Subjects were 164 working men (machine drivers,
concrete workers and office workers),
aged 40-45 years,
and 26 young men who had not had long lasting low back pain,
aged 18-20 years.
Sagittal T2-weighted (T2WI) and PD-weighted (PDWI) MR images of the lumbar spine were obtained at 0.01T using a dual echo (GE and SE sequence) technique (DE2000/25-86) with 2 acquisitions.
The slice thickness was 7mm,
FOV 410x410mm and the pixel size 1.6 x 1.6 mm.
Lumbar discs from L2/L3 to L5/S1 were visually analyzed using reference images.
Changes in annulus fibrosus,
nucleus pulposus,
bony endplates and subchondral bone were separately graded in detail [2] according to criteria in table 1.: 1.
relative size and shape of the nuclear complex – central bright region of the disc (on T2WI) including nucleus pulposus and the inner annulus (N complex),
2.
decrease of signal intensity (SI) of the nucleus pulposus (NP DSI),
3.
inhomogeneity of the signal of the nucleus pulposus (NP inhom),
4.
presence and irregularity of the intranuclear cleft (INC),
5.
focal dark spot on INC (INC DOT),
6.
inhomogeneity (AF inhom),
7.
irregular inner border (AF border) and 8.
bulging or protrusion (Bulge) of the annulus fibrosus anteriorly (ant) or posteriorly (post),
on T2WI or PDWI,
9.
bony endplate lesions (EPL) and 10.
subchondral signal changes in bone marrow (Modic).
Most variables had 3-5 grades on an ordinal scale,
from normal to the most degenerated finding.
In case image quality was not good enough for evaluation of certain disc,
the observation was recorded as missing. Most of them were at L5/S1 disc level.
Three experienced radiologists evaluated all discs.
Interobserver agreement was assessed calculating weighted kappa-values between any two observers.
The evaluations of the most experienced observer were used in final analyses.
First,
prevalences of each graded variable were calculated separately at each disc level and compared between age groups.
Variables showing strongest differences in prevalences of degenerative findings between age groups were chosen for further analyses.
Two combinations of MRI variables (N complex,
NP DSI,
NP inhom and Bulge in table 2) and (NP DSI,
INC,
AF inhom and Bulge in table 3) were separately observed.
Prevalences of all possible combinations of different grades of variables were calculated at each disc level L2/L3-L5/S1,
separately for both age groups.
Comparison between young and middle-aged men was made.

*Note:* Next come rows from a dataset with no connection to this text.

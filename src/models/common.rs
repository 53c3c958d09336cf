use serde::{Deserialize, Serialize};
use serde_json::Value;

use crate::error::{GenError, Result};

/// Normalized error body returned to the client.
#[derive(Debug, Clone, Serialize, Deserialize, PartialEq)]
pub struct ErrorBody {
    pub error: String,
    #[serde(skip_serializing_if = "Option::is_none")]
    pub details: Option<Value>,
}

#[derive(Debug, Clone, Serialize, Deserialize, PartialEq)]
#[serde(rename_all = "camelCase")]
pub struct HealthReport {
    pub status: String,
    pub text_provider: String,
    pub image_provider: String,
    pub schema_misses: u64,
}

/// Rejects an absent or whitespace-only field. Present values are returned untrimmed.
pub(crate) fn required<'a>(value: Option<&'a str>, field: &'static str) -> Result<&'a str> {
    match value {
        Some(value) if !value.trim().is_empty() => Ok(value),
        _ => Err(GenError::MissingField(field)),
    }
}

A more detailed analysis was performed among the middle-aged men for 11 MRI variables: size and shape of the nuclear complex (N complex), signal intensity of nuclear complex (NP DSI),
inhomogeneity of nuclear complex (NP inhom),
regularity of intranuclear cleft (INC),
focal dark spot in INC (INC DOT),
inhomogeneity of annulus fibrosus anteriorly and posteriorly (AF inhom ant and post),
regularity of inner border of annulus fibrosus anteriorly and posteriorly (AF border ant and post),
defect in the bony end plate (EPL) and subchondral signal abnormality (Modic),
to find which of them have the strongest association with the other variables.
Correlation coefficients (Pearson’s r) were calculated first for each pair of degenerative variables separately at each disc level.
Then a factor analysis was performed with three factors’ solution to show which of the chosen variables best describe the degenerative process together.
Since the analysis found two important factors,
the final factor analysis was performed excluding the variables which showed the weakest association with any factor.